→ **Task directions**
The first line of the data below and every line after it, through the one with "#[derive(Debug, Default, Deserialize)]", must be transcribed without change.

→ **Source records**
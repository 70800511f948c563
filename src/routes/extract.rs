//! Extractors whose rejections render as [`ApiError`] instead of axum's plain text.

use axum::extract::{FromRequest, FromRequestParts};

use crate::error::ApiError;

#[derive(FromRequest)]
#[from_request(via(axum::Json), rejection(ApiError))]
pub struct AppJson<T>(pub T);

#[derive(FromRequestParts)]
#[from_request(via(axum::extract::Query), rejection(ApiError))]
pub struct AppQuery<T>(pub T);

#[derive(FromRequestParts)]
#[from_request(via(axum::extract::Path), rejection(ApiError))]
pub struct AppPath<T>(pub T);
pub mod routes;

use serde::Deserialize;

#[derive(Debug, Default, Deserialize)]
pub struct SearchQuery {
    pub q: Option<String>,
}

→ **Problem solution**
repository 70800511f948c563
filename src/routes/extract.rs
//! Extractors whose rejections render as [`ApiError`] instead of axum's plain text.

use axum::extract::{FromRequest, FromRequestParts};

use crate::error::ApiError;

#[derive(FromRequest)]
#[from_request(via(axum::Json), rejection(ApiError))]
pub struct AppJson<T>(pub T);

#[derive(FromRequestParts)]
#[from_request(via(axum::extract::Query), rejection(ApiError))]
pub struct AppQuery<T>(pub T);

#[derive(FromRequestParts)]
#[from_request(via(axum::extract::Path), rejection(ApiError))]
pub struct AppPath<T>(pub T);
pub mod routes;

use serde::Deserialize;

#[derive(Debug, Default, Deserialize)]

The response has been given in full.